■ **Task objective**
Of all the lines in the records below, copy only those that contain the string "width".

Data extract section start

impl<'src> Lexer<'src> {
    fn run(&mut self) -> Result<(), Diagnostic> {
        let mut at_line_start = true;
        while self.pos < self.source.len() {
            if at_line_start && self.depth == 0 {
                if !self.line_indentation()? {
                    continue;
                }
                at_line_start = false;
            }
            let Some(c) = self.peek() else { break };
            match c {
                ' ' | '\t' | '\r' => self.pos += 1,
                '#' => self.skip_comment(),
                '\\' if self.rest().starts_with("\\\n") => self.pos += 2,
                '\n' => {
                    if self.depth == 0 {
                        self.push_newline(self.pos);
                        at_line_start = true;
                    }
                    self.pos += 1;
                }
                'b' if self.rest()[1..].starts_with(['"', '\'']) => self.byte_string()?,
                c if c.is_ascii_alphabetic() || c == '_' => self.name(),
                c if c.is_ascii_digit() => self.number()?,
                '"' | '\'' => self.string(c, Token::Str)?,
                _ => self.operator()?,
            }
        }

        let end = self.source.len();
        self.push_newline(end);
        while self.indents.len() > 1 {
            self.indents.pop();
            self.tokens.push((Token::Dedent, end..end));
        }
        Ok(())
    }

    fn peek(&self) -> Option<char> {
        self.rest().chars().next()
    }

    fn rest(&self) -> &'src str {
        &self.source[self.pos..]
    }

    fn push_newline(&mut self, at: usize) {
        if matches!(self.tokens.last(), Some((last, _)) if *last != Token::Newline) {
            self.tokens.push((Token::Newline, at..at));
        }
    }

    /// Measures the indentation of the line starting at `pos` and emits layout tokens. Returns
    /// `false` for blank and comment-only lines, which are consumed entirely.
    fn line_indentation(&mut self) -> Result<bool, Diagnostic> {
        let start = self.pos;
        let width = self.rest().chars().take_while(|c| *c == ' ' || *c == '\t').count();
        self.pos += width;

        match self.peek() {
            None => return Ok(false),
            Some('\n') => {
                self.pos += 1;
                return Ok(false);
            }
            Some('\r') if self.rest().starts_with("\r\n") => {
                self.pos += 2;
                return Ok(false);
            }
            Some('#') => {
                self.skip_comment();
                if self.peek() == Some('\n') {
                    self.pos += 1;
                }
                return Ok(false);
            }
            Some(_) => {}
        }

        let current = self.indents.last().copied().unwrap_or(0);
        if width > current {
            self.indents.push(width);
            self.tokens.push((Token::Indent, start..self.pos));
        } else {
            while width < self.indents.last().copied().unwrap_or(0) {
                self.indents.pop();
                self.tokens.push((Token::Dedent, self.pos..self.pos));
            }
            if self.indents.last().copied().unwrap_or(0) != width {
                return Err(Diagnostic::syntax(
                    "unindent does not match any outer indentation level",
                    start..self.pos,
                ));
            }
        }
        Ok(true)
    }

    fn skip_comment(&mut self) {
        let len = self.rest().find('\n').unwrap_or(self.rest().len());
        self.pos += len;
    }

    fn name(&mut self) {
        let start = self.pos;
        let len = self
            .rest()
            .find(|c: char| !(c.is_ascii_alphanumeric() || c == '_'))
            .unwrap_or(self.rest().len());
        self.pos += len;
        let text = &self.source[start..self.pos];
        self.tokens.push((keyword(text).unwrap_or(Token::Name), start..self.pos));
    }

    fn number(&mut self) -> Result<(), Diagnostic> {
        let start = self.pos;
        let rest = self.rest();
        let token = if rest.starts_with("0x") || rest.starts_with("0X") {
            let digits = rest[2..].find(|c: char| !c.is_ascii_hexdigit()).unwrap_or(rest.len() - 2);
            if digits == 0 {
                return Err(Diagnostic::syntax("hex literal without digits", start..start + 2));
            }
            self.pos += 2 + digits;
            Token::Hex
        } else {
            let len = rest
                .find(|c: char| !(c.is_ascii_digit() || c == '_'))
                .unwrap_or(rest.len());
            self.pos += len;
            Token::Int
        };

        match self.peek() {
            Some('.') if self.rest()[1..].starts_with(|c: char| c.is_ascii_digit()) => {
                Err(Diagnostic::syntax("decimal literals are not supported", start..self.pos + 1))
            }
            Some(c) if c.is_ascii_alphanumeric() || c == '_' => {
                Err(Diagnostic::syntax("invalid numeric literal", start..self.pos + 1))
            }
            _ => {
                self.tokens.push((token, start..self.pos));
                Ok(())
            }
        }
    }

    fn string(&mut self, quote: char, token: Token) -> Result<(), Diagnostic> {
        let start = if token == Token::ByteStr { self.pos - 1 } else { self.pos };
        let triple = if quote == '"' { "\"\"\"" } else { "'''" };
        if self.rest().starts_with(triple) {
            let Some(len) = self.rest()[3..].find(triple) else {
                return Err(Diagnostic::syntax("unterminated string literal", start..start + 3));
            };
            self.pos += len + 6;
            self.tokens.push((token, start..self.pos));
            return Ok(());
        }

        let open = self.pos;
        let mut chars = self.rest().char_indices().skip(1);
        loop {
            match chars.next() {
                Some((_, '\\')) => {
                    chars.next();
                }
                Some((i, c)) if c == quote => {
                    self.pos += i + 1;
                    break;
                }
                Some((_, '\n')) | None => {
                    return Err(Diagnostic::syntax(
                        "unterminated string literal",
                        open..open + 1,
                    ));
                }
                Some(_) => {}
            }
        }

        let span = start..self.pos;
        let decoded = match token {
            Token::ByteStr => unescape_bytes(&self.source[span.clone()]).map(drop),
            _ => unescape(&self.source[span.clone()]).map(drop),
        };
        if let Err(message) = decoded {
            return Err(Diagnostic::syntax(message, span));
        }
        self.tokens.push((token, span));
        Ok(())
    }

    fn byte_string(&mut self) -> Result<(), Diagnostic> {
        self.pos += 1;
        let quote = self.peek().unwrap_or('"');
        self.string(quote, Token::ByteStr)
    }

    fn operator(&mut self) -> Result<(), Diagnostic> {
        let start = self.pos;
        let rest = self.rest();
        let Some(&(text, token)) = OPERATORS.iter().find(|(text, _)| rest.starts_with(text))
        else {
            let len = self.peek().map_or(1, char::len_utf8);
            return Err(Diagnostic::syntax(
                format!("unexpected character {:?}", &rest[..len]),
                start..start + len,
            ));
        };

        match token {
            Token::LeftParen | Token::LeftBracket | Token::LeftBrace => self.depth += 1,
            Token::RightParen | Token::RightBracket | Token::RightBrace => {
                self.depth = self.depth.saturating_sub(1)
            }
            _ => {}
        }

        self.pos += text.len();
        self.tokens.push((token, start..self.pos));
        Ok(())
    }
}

Data extract section end
Data extract section start

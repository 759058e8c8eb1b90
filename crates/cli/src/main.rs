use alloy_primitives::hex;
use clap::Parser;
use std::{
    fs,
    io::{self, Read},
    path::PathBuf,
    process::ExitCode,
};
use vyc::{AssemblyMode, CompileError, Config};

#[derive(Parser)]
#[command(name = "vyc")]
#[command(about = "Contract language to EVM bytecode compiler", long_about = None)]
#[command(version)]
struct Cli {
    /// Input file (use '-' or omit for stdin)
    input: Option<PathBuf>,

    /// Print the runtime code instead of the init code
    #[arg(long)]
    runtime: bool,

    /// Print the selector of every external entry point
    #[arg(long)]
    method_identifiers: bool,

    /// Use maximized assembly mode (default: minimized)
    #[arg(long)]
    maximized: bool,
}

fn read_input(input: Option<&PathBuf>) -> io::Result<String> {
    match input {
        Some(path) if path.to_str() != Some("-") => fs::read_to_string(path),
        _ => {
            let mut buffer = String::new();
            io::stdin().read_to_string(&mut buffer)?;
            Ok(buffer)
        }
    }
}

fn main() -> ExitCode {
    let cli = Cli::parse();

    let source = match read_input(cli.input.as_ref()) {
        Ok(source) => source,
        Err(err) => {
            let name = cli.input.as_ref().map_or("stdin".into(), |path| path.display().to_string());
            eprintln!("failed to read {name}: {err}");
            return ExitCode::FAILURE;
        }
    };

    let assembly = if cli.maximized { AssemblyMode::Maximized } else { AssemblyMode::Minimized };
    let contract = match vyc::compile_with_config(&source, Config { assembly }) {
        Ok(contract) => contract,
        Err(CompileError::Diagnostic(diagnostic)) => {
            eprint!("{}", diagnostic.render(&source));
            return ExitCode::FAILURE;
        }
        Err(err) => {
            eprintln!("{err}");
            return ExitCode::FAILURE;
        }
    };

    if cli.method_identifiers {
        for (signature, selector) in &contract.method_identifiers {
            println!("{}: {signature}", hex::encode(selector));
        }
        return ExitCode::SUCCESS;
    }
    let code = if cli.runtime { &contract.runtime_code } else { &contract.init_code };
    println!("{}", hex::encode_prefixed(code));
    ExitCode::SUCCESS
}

Data extract section end
Data extract section start

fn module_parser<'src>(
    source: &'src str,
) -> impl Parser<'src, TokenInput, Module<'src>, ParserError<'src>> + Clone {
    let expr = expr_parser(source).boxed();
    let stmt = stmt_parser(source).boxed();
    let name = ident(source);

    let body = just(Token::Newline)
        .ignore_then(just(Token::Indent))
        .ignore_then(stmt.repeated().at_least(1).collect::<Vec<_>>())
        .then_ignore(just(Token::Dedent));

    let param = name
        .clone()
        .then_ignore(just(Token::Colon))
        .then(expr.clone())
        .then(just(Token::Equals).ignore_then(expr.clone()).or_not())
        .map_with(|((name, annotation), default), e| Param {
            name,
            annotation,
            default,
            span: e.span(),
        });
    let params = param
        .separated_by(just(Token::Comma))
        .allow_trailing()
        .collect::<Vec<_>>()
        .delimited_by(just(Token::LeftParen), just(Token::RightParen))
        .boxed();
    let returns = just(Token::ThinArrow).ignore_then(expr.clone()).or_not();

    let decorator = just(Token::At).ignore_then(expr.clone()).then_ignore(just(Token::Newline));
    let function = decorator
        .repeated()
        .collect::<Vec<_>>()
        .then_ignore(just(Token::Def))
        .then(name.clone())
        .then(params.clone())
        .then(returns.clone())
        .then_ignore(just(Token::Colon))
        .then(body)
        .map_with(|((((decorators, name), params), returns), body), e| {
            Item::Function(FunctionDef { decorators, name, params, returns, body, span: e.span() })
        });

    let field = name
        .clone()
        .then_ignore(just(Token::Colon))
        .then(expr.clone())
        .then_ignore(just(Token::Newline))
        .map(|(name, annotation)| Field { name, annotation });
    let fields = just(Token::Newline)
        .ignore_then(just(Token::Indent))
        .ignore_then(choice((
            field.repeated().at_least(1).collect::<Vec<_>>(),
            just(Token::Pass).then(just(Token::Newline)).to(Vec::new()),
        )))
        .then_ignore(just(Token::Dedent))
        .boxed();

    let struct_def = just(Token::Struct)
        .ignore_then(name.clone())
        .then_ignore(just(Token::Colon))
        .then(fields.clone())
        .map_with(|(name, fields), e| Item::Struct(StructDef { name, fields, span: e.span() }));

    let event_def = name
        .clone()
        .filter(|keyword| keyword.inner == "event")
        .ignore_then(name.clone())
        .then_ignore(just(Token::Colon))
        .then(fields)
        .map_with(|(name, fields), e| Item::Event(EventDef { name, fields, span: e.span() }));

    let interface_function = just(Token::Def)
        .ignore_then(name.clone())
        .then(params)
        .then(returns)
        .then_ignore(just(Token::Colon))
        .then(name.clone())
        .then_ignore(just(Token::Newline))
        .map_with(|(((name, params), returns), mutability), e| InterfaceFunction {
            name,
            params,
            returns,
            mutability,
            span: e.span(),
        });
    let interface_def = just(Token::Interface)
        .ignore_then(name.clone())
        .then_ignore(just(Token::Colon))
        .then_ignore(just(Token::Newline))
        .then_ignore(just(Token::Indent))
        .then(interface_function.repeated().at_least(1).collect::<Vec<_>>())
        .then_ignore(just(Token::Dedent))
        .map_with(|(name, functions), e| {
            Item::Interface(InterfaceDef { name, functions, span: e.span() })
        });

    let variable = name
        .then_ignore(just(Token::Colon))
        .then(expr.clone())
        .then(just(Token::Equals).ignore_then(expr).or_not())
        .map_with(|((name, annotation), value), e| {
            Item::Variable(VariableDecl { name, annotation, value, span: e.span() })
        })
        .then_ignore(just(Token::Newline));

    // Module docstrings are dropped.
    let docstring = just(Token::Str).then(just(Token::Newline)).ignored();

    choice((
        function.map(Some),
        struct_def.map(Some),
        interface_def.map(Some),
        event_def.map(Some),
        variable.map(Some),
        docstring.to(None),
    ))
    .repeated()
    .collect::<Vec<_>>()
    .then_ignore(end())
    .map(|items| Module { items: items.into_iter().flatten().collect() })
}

Data extract section end

■ **Problem solution**
        let width = self.rest().chars().take_while(|c| *c == ' ' || *c == '\t').count();
        self.pos += width;
        if width > current {
            self.indents.push(width);
            while width < self.indents.last().copied().unwrap_or(0) {
            if self.indents.last().copied().unwrap_or(0) != width {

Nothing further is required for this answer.